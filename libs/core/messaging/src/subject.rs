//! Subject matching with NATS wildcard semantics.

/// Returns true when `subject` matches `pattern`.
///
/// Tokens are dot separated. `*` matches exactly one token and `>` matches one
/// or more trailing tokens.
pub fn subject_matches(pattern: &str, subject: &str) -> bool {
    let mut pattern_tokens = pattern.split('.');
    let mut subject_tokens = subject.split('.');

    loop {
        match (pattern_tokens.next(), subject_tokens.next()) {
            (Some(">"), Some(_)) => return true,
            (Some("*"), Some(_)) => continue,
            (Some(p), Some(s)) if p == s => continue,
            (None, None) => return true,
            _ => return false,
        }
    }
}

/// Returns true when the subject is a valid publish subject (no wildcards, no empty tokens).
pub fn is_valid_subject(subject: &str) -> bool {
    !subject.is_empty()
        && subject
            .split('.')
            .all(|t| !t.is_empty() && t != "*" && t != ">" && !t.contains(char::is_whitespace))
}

* * * * * * * * *

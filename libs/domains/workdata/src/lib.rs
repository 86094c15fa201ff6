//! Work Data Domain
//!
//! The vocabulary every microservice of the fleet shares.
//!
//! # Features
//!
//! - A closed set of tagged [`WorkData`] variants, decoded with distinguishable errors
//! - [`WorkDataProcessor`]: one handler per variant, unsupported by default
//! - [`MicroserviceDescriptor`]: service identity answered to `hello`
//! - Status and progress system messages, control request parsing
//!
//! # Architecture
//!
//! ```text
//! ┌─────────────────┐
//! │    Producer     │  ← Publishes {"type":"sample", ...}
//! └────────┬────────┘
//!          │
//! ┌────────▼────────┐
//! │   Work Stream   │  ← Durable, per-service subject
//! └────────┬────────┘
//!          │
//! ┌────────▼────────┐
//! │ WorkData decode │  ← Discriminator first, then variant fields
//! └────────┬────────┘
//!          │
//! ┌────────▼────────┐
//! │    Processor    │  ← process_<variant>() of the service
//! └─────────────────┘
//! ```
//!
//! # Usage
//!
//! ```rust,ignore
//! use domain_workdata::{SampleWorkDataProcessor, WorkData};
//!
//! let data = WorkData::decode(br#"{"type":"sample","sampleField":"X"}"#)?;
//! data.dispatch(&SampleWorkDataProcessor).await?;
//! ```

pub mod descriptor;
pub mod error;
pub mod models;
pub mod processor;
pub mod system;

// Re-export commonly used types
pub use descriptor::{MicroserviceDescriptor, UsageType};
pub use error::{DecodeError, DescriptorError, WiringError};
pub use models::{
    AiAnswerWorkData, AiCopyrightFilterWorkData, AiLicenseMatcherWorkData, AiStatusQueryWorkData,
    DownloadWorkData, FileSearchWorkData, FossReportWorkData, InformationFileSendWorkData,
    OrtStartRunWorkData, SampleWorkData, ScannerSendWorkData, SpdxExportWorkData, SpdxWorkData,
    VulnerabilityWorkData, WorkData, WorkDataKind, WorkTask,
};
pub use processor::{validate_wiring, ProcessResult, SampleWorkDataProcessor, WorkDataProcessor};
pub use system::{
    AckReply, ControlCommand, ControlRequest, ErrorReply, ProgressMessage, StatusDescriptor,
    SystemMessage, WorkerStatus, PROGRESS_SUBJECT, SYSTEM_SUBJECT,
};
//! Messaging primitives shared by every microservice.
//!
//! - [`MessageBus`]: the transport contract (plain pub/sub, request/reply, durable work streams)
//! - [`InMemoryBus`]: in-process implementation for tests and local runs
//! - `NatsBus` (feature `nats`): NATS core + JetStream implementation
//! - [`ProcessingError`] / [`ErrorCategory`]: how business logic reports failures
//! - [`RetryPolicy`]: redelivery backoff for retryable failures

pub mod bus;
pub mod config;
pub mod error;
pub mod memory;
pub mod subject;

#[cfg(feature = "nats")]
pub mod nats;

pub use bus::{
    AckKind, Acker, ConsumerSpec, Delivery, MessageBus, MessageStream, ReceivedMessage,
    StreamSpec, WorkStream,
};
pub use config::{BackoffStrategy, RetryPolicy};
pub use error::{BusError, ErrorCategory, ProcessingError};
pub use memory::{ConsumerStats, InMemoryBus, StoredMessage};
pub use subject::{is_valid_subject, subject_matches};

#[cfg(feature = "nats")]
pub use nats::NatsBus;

* * * * * * * * *

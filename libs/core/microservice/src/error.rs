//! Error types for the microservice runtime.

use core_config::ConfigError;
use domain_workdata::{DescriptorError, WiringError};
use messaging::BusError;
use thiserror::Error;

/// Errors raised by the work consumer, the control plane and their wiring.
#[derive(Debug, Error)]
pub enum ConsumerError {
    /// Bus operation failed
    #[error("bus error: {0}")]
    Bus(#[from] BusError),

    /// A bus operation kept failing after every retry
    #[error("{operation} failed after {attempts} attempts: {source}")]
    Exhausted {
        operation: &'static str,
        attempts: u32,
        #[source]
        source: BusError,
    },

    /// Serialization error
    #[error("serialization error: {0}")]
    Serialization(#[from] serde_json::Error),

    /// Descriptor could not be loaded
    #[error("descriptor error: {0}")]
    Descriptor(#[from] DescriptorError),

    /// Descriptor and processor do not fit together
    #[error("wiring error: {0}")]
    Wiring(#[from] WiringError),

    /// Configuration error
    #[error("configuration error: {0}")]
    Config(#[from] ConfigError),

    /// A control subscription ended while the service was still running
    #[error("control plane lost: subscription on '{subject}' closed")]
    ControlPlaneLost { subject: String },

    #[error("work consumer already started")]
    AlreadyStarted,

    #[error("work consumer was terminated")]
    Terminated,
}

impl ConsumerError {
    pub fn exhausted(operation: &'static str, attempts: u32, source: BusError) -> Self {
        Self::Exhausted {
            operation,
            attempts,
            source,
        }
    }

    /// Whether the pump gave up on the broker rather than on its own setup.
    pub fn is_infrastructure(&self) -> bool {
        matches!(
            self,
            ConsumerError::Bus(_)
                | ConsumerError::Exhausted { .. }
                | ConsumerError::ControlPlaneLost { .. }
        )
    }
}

* * * * * * * * *

Assigned task:
From the entries above, write out only the lines starting at the line that holds "plane lost: subscription" and ending at the line that holds "pub fn is_infrastructure(&self)", keeping both and matching them exactly.

Result of the task:
    #[error("control plane lost: subscription on '{subject}' closed")]
    ControlPlaneLost { subject: String },

    #[error("work consumer already started")]
    AlreadyStarted,

    #[error("work consumer was terminated")]
    Terminated,
}

impl ConsumerError {
    pub fn exhausted(operation: &'static str, attempts: u32, source: BusError) -> Self {
        Self::Exhausted {
            operation,
            attempts,
            source,
        }
    }

    /// Whether the pump gave up on the broker rather than on its own setup.
    pub fn is_infrastructure(&self) -> bool {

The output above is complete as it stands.